BEGIN
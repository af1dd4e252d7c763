//! # Metrics Architecture
//!
//! Every recording call goes through the `metrics` facade, so it is fire-and-forget:
//! a missing or failing recorder never changes an RPC outcome.
//!
//! The Prometheus recorder is installed once per process (`OnceLock`) and rendered by the
//! server's `/metrics` endpoint.
//!
//! ## Naming
//!
//! | Family | Labels |
//! |--------|--------|
//! | `rpc_requests_total`, `rpc_request_duration_seconds` | method, node |
//! | `rpc_store_hits_total`, `rpc_store_misses_total`, `rpc_store_hit_ratio` | method |
//! | `node_health`, `node_probe_duration_seconds` | node |
//! | `subscription_*` | kind |
//!
//! Node names are exposed in labels. Keep `/metrics` on an internal network if node names
//! reveal infrastructure.

use crate::{node::HealthState, proxy::errors::ProxyError};
use metrics::{counter, gauge, histogram};
use metrics_exporter_prometheus::{PrometheusBuilder, PrometheusHandle};
use std::{borrow::Cow, sync::OnceLock};

static PROMETHEUS_HANDLE: OnceLock<PrometheusHandle> = OnceLock::new();

#[inline]
fn method_label(method: &str) -> Cow<'static, str> {
    match method {
        "cfx_getLogs" => Cow::Borrowed("cfx_getLogs"),
        "cfx_getBlockByHash" => Cow::Borrowed("cfx_getBlockByHash"),
        "cfx_getBlockByEpochNumber" => Cow::Borrowed("cfx_getBlockByEpochNumber"),
        "cfx_getBlockByBlockNumber" => Cow::Borrowed("cfx_getBlockByBlockNumber"),
        "cfx_getTransactionByHash" => Cow::Borrowed("cfx_getTransactionByHash"),
        "cfx_getTransactionReceipt" => Cow::Borrowed("cfx_getTransactionReceipt"),
        "cfx_getBlocksByEpoch" => Cow::Borrowed("cfx_getBlocksByEpoch"),
        "cfx_epochNumber" => Cow::Borrowed("cfx_epochNumber"),
        "cfx_getBalance" => Cow::Borrowed("cfx_getBalance"),
        "cfx_call" => Cow::Borrowed("cfx_call"),
        "cfx_sendRawTransaction" => Cow::Borrowed("cfx_sendRawTransaction"),
        "eth_getLogs" => Cow::Borrowed("eth_getLogs"),
        "eth_blockNumber" => Cow::Borrowed("eth_blockNumber"),
        _ => Cow::Owned(method.to_string()),
    }
}

fn try_init_prometheus_recorder(
) -> Result<PrometheusHandle, metrics_exporter_prometheus::BuildError> {
    PrometheusBuilder::new().install_recorder()
}

fn init_prometheus_recorder() -> PrometheusHandle {
    PROMETHEUS_HANDLE
        .get_or_init(|| match try_init_prometheus_recorder() {
            Ok(handle) => handle,
            Err(e) => {
                tracing::warn!(
                    error = %e,
                    "prometheus recorder already installed, using a detached recorder"
                );
                PrometheusBuilder::new().build_recorder().handle()
            }
        })
        .clone()
}

/// Thin recording facade shared by every component.
pub struct MetricsCollector {
    prometheus_handle: PrometheusHandle,
}

impl MetricsCollector {
    #[must_use]
    pub fn new() -> Self {
        Self { prometheus_handle: init_prometheus_recorder() }
    }

    /// Record an RPC call served by the gateway
    pub fn record_request(&self, method: &str, node: &str, success: bool, latency_ms: u64) {
        let method = method_label(method);
        let node = node.to_string();

        counter!("rpc_requests_total", "method" => method.clone(), "node" => node.clone())
            .increment(1);
        #[allow(clippy::cast_precision_loss)]
        histogram!("rpc_request_duration_seconds", "method" => method.clone(), "node" => node)
            .record(latency_ms as f64 / 1000.0);

        if success {
            counter!("rpc_requests_success_total", "method" => method).increment(1);
        } else {
            counter!("rpc_requests_error_total", "method" => method).increment(1);
        }
    }

    /// Record a store lookup outcome and the resulting hit ratio for the method
    pub fn record_store_lookup(&self, method: &str, hit: bool, hits: u64, misses: u64) {
        let method = method_label(method);
        if hit {
            counter!("rpc_store_hits_total", "method" => method.clone()).increment(1);
        } else {
            counter!("rpc_store_misses_total", "method" => method.clone()).increment(1);
        }

        let total = hits + misses;
        if total > 0 {
            #[allow(clippy::cast_precision_loss)]
            gauge!("rpc_store_hit_ratio", "method" => method).set(hits as f64 / total as f64);
        }
    }

    /// Record a store failure that was not a plain miss
    pub fn record_store_unavailable(&self, method: &str) {
        counter!("rpc_store_unavailable_total", "method" => method_label(method)).increment(1);
    }

    /// Record the epoch argument shape callers use per method
    pub fn record_input_epoch(&self, method: &str, epoch_label: &'static str) {
        counter!(
            "rpc_input_epoch_total",
            "method" => method_label(method),
            "epoch" => epoch_label
        )
        .increment(1);
    }

    /// Record a block query that asked for full transaction details
    pub fn record_block_details(&self, method: &str) {
        counter!("rpc_block_details_total", "method" => method_label(method)).increment(1);
    }

    // Node health

    pub fn record_node_health(&self, node: &str, state: HealthState) {
        let value = match state {
            HealthState::Healthy => 1.0,
            HealthState::Unknown => 0.5,
            HealthState::Unhealthy | HealthState::Closed => 0.0,
        };
        gauge!("node_health", "node" => node.to_string()).set(value);
    }

    /// Record a health probe outcome and its latency
    pub fn record_health_check(&self, node: &str, success: bool, latency_ms: u64) {
        #[allow(clippy::cast_precision_loss)]
        histogram!("node_probe_duration_seconds", "node" => node.to_string())
            .record(latency_ms as f64 / 1000.0);

        if success {
            counter!("node_probe_success_total", "node" => node.to_string()).increment(1);
        } else {
            counter!("node_probe_failure_total", "node" => node.to_string()).increment(1);
        }
    }

    pub fn record_node_epoch(&self, node: &str, epoch: u64) {
        #[allow(clippy::cast_precision_loss)]
        gauge!("node_epoch", "node" => node.to_string()).set(epoch as f64);
    }

    // Selection

    pub fn record_node_selection(&self, group: &'static str, node: &str, sticky: bool) {
        counter!(
            "provider_selection_total",
            "group" => group,
            "node" => node.to_string(),
            "sticky" => if sticky { "true" } else { "false" }
        )
        .increment(1);
    }

    pub fn record_no_healthy_client(&self, group: &'static str) {
        counter!("provider_no_healthy_client_total", "group" => group).increment(1);
    }

    // Rate limiting

    pub fn record_rate_limit(&self, allowed: bool) {
        if allowed {
            counter!("rpc_rate_limit_allowed_total").increment(1);
        } else {
            counter!("rpc_rate_limit_rejected_total").increment(1);
        }
    }

    pub fn record_rate_limit_bucket_count(&self, count: usize) {
        #[allow(clippy::cast_precision_loss)]
        gauge!("rpc_rate_limit_buckets").set(count as f64);
    }

    // Subscriptions

    pub fn record_upstream_subscription(&self, kind: &'static str, opened: bool) {
        if opened {
            counter!("subscription_upstream_opened_total", "kind" => kind).increment(1);
            gauge!("subscription_upstream_active", "kind" => kind).increment(1.0);
        } else {
            counter!("subscription_upstream_closed_total", "kind" => kind).increment(1);
            gauge!("subscription_upstream_active", "kind" => kind).decrement(1.0);
        }
    }

    pub fn record_upstream_failure(&self, kind: &'static str) {
        counter!("subscription_upstream_failures_total", "kind" => kind).increment(1);
    }

    pub fn record_downstream_subscription(&self, kind: &'static str, attached: bool) {
        if attached {
            gauge!("subscription_downstream_active", "kind" => kind).increment(1.0);
        } else {
            gauge!("subscription_downstream_active", "kind" => kind).decrement(1.0);
        }
    }

    /// Record a notification dropped because a downstream queue was full
    pub fn record_dropped_notification(&self, kind: &'static str) {
        counter!("subscription_dropped_notifications_total", "kind" => kind).increment(1);
    }

    // Relay

    pub fn record_relay_submission(&self, accepted: bool) {
        if accepted {
            counter!("relay_submitted_total").increment(1);
        } else {
            counter!("relay_pool_full_total").increment(1);
        }
    }

    pub fn record_relay_delivery(&self, node: &str, success: bool) {
        counter!(
            "relay_delivery_total",
            "node" => node.to_string(),
            "success" => if success { "true" } else { "false" }
        )
        .increment(1);
    }

    // Transport

    #[allow(clippy::cast_precision_loss)]
    pub fn record_batch_request(&self, batch_size: usize, duration_ms: u64) {
        histogram!("rpc_batch_size").record(batch_size as f64);
        histogram!("rpc_batch_duration_seconds").record(duration_ms as f64 / 1000.0);
    }

    pub fn record_websocket_connection(&self, connected: bool) {
        if connected {
            gauge!("rpc_websocket_connections").increment(1.0);
        } else {
            gauge!("rpc_websocket_connections").decrement(1.0);
        }
    }

    /// Record a proxy error with type breakdown
    pub fn record_proxy_error(&self, method: &str, error: &ProxyError) {
        counter!(
            "rpc_proxy_errors_total",
            "method" => method_label(method),
            "error_type" => error.as_metric_str()
        )
        .increment(1);
    }

    /// Get current metrics as a string (for Prometheus endpoint)
    #[must_use]
    pub fn get_prometheus_metrics(&self) -> String {
        self.prometheus_handle.render()
    }
}

impl Default for MetricsCollector {
    fn default() -> Self {
        Self::new()
    }
}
END
_WHAT THE EXERCISE ASKS_.
If a line in the entries above contains the word "that", copy it.

_ANSWER BOX_.
    /// Record a store failure that was not a plain miss
    /// Record a block query that asked for full transaction details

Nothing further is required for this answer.